=== Activity ===
Scan the material and copy out each line where the word "ConfigError" occurs.

(Data for this task Opens)

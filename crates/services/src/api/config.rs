use std::env;
use std::time::Duration;

use url::Url;

use crate::error::ConfigError;

pub const API_URL_ENV: &str = "INTERVIEW_API_URL";
/// Variable name used by the earlier web frontend; still honoured.
pub const LEGACY_API_URL_ENV: &str = "NEXT_PUBLIC_API_URL";
pub const DEFAULT_BASE_URL: &str = "http://localhost:8000";
pub const REQUEST_TIMEOUT: Duration = Duration::from_secs(30);

#[derive(Clone, Debug, PartialEq, Eq)]
pub struct ApiConfig {
    base_url: String,
    timeout: Duration,
}

impl Default for ApiConfig {
    fn default() -> Self {
        Self {
            base_url: DEFAULT_BASE_URL.to_string(),
            timeout: REQUEST_TIMEOUT,
        }
    }
}

impl ApiConfig {
    /// # Errors
    ///
    /// Returns `ConfigError::InvalidBaseUrl` unless `raw` is an absolute
    /// http(s) URL.
    pub fn new(raw: &str) -> Result<Self, ConfigError> {
        let trimmed = raw.trim();
        let invalid = |reason: String| ConfigError::InvalidBaseUrl {
            raw: raw.to_string(),
            reason,
        };
        let url = Url::parse(trimmed).map_err(|err| invalid(err.to_string()))?;
        if !matches!(url.scheme(), "http" | "https") {
            return Err(invalid(format!("unsupported scheme {}", url.scheme())));
        }
        if url.host_str().is_none() {
            return Err(invalid("missing host".to_string()));
        }

        Ok(Self {
            base_url: trimmed.trim_end_matches('/').to_string(),
            timeout: REQUEST_TIMEOUT,
        })
    }

    /// Read the base URL from the environment, falling back to the local default.
    ///
    /// # Errors
    ///
    /// Returns `ConfigError` when the configured URL is invalid.
    pub fn from_env() -> Result<Self, ConfigError> {
        Self::from_lookup(|key| env::var(key).ok())
    }

    /// # Errors
    ///
    /// Returns `ConfigError` when the configured URL is invalid.
    pub fn from_lookup(lookup: impl Fn(&str) -> Option<String>) -> Result<Self, ConfigError> {
        let configured = [API_URL_ENV, LEGACY_API_URL_ENV]
            .into_iter()
            .filter_map(|key| lookup(key))
            .find(|value| !value.trim().is_empty());
        match configured {
            Some(raw) => Self::new(&raw),
            None => Ok(Self::default()),
        }
    }

    #[must_use]
    pub fn with_timeout(mut self, timeout: Duration) -> Self {
        self.timeout = timeout;
        self
    }

    #[must_use]
    pub fn base_url(&self) -> &str {
        &self.base_url
    }

    #[must_use]
    pub fn timeout(&self) -> Duration {
        self.timeout
    }

    #[must_use]
    pub fn endpoint(&self, path: &str) -> String {
        format!("{}/{}", self.base_url, path.trim_start_matches('/'))
    }
}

(Data for this task Closes)

=== Expected output ===
use crate::error::ConfigError;
    /// Returns `ConfigError::InvalidBaseUrl` unless `raw` is an absolute
    pub fn new(raw: &str) -> Result<Self, ConfigError> {
        let invalid = |reason: String| ConfigError::InvalidBaseUrl {
    /// Returns `ConfigError` when the configured URL is invalid.
    pub fn from_env() -> Result<Self, ConfigError> {
    /// Returns `ConfigError` when the configured URL is invalid.
    pub fn from_lookup(lookup: impl Fn(&str) -> Option<String>) -> Result<Self, ConfigError> {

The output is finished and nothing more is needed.